== Task details ==
Find the line holding "filename src/world/synthetic.rs" in the entries below. Give it again exactly, along with every line after it up to and including the line holding "const SEA_LEVEL: i32 = 62;".

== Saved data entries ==
--------------------------------------------------
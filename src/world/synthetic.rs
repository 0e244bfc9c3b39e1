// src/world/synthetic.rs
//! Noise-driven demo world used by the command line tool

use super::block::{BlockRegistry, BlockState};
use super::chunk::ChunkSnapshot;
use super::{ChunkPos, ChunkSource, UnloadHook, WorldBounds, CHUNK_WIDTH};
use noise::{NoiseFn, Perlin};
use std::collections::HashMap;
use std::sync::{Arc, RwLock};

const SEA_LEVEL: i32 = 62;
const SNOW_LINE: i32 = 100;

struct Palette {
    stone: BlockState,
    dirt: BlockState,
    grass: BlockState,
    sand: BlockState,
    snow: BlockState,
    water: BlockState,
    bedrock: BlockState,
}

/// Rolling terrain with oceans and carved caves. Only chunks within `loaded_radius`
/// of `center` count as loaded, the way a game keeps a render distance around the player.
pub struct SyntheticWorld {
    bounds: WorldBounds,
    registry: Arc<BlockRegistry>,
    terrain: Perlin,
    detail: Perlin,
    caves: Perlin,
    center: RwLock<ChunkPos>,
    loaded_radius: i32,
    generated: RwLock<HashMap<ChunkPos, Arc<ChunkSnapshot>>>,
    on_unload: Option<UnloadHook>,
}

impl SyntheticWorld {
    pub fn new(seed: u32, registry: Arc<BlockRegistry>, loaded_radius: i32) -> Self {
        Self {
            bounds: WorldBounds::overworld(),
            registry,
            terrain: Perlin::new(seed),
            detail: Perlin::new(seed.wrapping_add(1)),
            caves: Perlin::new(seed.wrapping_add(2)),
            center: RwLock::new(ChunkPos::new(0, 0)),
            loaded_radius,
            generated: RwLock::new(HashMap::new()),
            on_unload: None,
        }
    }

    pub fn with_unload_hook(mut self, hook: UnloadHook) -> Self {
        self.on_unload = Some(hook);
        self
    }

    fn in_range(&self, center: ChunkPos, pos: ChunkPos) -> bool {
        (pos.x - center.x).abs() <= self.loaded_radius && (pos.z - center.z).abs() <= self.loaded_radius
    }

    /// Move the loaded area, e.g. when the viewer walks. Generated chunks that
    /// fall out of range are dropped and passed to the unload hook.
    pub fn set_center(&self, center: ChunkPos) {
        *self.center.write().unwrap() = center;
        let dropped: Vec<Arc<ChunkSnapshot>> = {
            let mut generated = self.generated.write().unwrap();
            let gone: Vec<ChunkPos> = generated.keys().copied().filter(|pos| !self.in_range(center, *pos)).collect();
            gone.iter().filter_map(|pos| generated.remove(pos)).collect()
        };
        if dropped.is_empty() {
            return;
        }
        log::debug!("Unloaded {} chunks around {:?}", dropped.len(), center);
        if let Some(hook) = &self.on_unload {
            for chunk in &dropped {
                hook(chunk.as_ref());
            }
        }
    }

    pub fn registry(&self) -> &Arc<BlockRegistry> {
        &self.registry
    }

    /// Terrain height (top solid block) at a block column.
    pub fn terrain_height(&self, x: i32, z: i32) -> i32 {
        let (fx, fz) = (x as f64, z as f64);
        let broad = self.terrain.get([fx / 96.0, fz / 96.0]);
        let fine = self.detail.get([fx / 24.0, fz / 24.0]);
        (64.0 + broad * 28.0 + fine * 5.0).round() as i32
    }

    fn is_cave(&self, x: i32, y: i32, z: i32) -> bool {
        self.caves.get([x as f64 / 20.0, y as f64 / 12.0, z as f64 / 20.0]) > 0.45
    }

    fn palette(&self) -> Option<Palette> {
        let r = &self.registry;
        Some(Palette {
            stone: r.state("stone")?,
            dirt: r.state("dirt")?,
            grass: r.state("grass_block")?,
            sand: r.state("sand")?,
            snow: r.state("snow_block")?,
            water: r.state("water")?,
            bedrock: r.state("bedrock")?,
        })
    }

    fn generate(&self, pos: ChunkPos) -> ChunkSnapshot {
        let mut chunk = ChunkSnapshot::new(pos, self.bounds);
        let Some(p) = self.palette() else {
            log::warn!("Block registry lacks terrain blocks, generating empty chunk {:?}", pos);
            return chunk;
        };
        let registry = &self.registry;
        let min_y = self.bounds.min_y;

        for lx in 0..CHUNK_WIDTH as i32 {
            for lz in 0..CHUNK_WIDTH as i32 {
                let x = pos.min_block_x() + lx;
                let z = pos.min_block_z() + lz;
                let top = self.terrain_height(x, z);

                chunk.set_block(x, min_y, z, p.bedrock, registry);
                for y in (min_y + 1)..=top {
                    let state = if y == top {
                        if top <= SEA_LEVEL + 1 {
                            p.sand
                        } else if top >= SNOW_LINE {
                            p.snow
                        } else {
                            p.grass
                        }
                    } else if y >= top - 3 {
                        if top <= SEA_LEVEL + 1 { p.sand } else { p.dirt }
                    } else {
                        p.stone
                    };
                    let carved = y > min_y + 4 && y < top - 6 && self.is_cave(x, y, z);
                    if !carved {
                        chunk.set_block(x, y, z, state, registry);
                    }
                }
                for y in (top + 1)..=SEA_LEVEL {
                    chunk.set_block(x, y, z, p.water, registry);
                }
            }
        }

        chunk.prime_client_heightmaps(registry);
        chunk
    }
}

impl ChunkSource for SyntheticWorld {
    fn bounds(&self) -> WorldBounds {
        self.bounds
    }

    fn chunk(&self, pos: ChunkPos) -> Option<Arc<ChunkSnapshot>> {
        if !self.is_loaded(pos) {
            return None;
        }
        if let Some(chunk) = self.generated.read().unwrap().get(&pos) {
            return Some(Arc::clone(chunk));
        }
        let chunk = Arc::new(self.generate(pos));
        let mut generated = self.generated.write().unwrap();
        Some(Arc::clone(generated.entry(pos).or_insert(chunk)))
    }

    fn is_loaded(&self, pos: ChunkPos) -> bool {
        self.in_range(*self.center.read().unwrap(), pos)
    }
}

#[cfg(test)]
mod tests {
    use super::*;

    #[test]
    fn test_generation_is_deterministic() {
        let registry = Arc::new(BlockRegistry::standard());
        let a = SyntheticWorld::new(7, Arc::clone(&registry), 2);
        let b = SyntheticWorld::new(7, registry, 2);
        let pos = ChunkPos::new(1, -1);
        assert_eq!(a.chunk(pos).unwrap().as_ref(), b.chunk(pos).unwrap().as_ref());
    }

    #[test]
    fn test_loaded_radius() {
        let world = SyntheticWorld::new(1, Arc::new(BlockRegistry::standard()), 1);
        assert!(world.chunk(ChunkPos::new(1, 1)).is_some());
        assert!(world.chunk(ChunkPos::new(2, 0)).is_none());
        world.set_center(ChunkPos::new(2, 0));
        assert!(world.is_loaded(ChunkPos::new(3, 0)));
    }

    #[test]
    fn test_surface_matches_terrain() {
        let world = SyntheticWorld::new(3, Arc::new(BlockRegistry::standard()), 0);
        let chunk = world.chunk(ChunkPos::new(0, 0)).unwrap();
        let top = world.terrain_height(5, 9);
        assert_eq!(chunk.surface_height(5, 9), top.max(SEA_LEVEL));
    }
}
--------------------------------------------------
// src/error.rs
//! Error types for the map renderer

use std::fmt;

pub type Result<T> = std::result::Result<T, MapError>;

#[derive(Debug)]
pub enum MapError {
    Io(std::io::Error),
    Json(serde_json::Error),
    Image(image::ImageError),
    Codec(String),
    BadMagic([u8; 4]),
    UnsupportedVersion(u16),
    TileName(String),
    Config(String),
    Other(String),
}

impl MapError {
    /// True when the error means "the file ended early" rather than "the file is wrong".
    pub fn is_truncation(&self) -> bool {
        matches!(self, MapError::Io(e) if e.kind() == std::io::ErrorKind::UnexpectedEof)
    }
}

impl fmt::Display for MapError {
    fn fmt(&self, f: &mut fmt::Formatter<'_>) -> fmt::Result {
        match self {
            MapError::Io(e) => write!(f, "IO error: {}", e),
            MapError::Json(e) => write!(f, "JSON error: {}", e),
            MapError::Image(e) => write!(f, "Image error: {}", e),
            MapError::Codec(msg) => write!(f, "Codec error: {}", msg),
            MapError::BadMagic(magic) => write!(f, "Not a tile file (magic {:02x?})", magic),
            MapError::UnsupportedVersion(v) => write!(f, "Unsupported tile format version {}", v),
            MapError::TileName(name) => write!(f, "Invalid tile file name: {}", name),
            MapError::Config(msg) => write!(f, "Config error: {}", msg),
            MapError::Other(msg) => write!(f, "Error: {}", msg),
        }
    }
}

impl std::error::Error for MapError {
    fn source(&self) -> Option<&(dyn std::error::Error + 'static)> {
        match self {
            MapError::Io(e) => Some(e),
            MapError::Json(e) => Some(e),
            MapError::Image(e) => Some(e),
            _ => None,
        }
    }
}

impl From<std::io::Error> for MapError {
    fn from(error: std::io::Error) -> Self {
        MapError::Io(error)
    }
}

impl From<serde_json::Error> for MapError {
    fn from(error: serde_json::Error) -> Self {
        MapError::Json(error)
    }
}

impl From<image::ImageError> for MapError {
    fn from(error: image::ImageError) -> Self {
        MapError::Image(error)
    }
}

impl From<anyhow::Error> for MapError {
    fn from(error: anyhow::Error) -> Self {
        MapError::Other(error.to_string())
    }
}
--------------------------------------------------
== Response for this exercise ==
filename src/world/synthetic.rs
repository 0e244bfc9c3b39e1
// src/world/synthetic.rs
//! Noise-driven demo world used by the command line tool

use super::block::{BlockRegistry, BlockState};
use super::chunk::ChunkSnapshot;
use super::{ChunkPos, ChunkSource, UnloadHook, WorldBounds, CHUNK_WIDTH};
use noise::{NoiseFn, Perlin};
use std::collections::HashMap;
use std::sync::{Arc, RwLock};

const SEA_LEVEL: i32 = 62;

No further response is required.